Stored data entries
--------
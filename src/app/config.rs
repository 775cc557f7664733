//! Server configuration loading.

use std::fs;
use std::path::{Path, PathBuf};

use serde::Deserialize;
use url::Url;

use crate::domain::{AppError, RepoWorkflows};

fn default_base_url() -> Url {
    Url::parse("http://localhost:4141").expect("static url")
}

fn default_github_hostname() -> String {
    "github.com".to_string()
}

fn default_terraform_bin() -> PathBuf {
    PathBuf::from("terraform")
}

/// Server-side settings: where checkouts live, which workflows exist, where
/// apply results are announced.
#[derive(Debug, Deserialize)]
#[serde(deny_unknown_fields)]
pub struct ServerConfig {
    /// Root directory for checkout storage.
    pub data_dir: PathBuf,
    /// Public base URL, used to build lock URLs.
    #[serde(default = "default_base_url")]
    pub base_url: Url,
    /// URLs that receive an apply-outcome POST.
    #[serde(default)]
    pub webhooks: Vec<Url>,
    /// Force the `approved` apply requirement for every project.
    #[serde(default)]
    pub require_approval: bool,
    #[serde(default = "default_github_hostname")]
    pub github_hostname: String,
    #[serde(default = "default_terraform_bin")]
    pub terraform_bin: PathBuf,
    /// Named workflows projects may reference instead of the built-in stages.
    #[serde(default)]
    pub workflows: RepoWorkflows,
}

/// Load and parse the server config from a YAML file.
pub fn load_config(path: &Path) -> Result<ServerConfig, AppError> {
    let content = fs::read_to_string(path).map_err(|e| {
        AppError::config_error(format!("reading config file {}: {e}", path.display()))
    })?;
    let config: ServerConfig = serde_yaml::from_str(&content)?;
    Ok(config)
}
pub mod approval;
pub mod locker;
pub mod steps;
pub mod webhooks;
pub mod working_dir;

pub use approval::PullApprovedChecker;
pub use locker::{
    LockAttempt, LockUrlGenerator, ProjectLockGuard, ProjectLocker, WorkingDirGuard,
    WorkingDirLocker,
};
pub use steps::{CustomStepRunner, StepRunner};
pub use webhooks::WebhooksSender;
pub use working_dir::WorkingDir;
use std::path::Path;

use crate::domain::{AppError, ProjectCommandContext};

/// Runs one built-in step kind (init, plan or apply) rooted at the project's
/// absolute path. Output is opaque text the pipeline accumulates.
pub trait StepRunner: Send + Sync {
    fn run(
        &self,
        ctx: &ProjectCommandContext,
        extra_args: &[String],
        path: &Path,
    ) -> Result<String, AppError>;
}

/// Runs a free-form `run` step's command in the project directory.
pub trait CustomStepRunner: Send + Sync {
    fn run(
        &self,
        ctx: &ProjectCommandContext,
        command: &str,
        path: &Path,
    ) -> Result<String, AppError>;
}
--------
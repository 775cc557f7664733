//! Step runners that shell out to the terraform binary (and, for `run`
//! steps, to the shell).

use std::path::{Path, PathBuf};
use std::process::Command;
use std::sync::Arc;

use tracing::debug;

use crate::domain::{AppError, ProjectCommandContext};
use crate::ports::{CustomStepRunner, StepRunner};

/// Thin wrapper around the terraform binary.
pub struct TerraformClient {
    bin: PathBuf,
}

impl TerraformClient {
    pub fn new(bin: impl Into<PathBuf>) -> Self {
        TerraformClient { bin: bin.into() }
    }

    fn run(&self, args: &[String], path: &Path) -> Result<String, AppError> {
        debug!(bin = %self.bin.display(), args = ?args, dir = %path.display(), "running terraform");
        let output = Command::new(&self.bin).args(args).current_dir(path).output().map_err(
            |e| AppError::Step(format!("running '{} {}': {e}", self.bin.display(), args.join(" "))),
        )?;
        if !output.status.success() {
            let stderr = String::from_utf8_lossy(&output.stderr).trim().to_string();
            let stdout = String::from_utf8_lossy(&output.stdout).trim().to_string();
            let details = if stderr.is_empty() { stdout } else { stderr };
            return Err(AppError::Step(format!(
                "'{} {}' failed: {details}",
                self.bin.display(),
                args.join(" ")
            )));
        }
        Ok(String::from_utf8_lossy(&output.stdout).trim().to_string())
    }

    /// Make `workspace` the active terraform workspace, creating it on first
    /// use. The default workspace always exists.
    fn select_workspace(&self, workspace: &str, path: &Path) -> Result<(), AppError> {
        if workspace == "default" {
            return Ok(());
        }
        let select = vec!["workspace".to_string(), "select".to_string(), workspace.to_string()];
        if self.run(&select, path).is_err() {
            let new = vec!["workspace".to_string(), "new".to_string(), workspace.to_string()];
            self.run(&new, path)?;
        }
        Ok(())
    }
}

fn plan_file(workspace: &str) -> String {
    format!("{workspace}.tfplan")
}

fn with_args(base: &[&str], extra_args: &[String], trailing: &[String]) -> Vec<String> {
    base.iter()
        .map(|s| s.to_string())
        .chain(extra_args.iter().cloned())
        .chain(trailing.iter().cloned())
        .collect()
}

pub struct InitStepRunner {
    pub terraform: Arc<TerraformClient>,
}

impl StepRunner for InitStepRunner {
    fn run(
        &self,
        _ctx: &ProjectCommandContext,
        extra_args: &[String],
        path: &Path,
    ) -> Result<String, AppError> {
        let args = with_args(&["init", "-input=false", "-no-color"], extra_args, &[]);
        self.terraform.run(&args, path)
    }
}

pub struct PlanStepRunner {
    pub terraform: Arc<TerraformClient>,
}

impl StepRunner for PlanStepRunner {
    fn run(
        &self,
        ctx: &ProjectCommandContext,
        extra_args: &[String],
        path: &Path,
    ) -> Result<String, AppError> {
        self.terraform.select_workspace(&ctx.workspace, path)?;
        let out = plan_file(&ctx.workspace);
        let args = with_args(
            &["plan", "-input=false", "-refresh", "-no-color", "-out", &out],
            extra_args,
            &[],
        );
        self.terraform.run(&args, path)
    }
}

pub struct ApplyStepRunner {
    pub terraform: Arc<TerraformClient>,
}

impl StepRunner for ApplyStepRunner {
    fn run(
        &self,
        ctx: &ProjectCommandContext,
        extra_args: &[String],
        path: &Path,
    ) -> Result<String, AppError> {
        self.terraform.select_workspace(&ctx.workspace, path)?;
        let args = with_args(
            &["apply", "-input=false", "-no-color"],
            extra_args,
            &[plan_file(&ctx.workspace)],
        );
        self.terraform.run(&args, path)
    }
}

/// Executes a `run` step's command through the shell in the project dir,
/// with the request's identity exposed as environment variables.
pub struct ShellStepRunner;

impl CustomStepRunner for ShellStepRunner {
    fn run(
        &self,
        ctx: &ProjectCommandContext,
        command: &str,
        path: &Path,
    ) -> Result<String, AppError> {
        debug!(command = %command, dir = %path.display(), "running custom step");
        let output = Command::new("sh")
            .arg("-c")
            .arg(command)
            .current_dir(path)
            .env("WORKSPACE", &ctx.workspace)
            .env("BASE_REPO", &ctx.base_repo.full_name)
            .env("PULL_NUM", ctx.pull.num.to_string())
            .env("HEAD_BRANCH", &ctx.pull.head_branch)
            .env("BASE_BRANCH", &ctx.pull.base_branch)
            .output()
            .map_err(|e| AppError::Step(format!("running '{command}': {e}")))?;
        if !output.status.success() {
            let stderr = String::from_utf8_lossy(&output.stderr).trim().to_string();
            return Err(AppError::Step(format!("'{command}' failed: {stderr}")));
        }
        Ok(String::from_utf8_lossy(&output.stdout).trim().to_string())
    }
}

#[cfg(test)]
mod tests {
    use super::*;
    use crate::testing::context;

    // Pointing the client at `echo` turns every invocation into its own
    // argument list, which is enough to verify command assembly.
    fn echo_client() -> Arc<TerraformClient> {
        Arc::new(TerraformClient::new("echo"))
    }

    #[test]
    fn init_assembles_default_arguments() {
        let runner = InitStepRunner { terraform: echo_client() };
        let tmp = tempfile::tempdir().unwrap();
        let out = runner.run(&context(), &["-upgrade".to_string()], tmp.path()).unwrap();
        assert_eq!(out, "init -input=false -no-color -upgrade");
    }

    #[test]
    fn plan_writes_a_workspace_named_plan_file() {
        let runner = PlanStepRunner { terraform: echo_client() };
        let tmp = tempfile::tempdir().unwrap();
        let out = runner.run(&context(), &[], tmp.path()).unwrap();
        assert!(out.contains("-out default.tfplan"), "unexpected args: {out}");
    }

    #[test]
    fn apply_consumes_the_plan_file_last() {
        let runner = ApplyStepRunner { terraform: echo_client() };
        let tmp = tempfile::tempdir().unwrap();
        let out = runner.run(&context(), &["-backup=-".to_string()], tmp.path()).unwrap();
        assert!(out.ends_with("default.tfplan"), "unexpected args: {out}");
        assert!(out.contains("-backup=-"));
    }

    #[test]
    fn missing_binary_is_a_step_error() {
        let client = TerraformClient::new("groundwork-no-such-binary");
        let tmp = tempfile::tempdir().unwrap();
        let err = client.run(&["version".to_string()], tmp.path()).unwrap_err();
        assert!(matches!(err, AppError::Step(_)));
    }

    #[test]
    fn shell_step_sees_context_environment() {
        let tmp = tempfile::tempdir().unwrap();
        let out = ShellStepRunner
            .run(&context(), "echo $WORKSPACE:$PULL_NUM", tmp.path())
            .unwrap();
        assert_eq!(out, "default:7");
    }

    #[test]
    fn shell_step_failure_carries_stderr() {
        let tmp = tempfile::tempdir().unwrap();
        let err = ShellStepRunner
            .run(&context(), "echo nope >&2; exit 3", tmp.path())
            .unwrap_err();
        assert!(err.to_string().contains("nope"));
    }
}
--------
Problem requirements
From the records above, quote only the lines running from the line with "for checkout storage." to the line with "at the project's", both lines included.

Response to this task
    /// Root directory for checkout storage.
    pub data_dir: PathBuf,
    /// Public base URL, used to build lock URLs.
    #[serde(default = "default_base_url")]
    pub base_url: Url,
    /// URLs that receive an apply-outcome POST.
    #[serde(default)]
    pub webhooks: Vec<Url>,
    /// Force the `approved` apply requirement for every project.
    #[serde(default)]
    pub require_approval: bool,
    #[serde(default = "default_github_hostname")]
    pub github_hostname: String,
    #[serde(default = "default_terraform_bin")]
    pub terraform_bin: PathBuf,
    /// Named workflows projects may reference instead of the built-in stages.
    #[serde(default)]
    pub workflows: RepoWorkflows,
}

/// Load and parse the server config from a YAML file.
pub fn load_config(path: &Path) -> Result<ServerConfig, AppError> {
    let content = fs::read_to_string(path).map_err(|e| {
        AppError::config_error(format!("reading config file {}: {e}", path.display()))
    })?;
    let config: ServerConfig = serde_yaml::from_str(&content)?;
    Ok(config)
}
pub mod approval;
pub mod locker;
pub mod steps;
pub mod webhooks;
pub mod working_dir;

pub use approval::PullApprovedChecker;
pub use locker::{
    LockAttempt, LockUrlGenerator, ProjectLockGuard, ProjectLocker, WorkingDirGuard,
    WorkingDirLocker,
};
pub use steps::{CustomStepRunner, StepRunner};
pub use webhooks::WebhooksSender;
pub use working_dir::WorkingDir;
use std::path::Path;

use crate::domain::{AppError, ProjectCommandContext};

/// Runs one built-in step kind (init, plan or apply) rooted at the project's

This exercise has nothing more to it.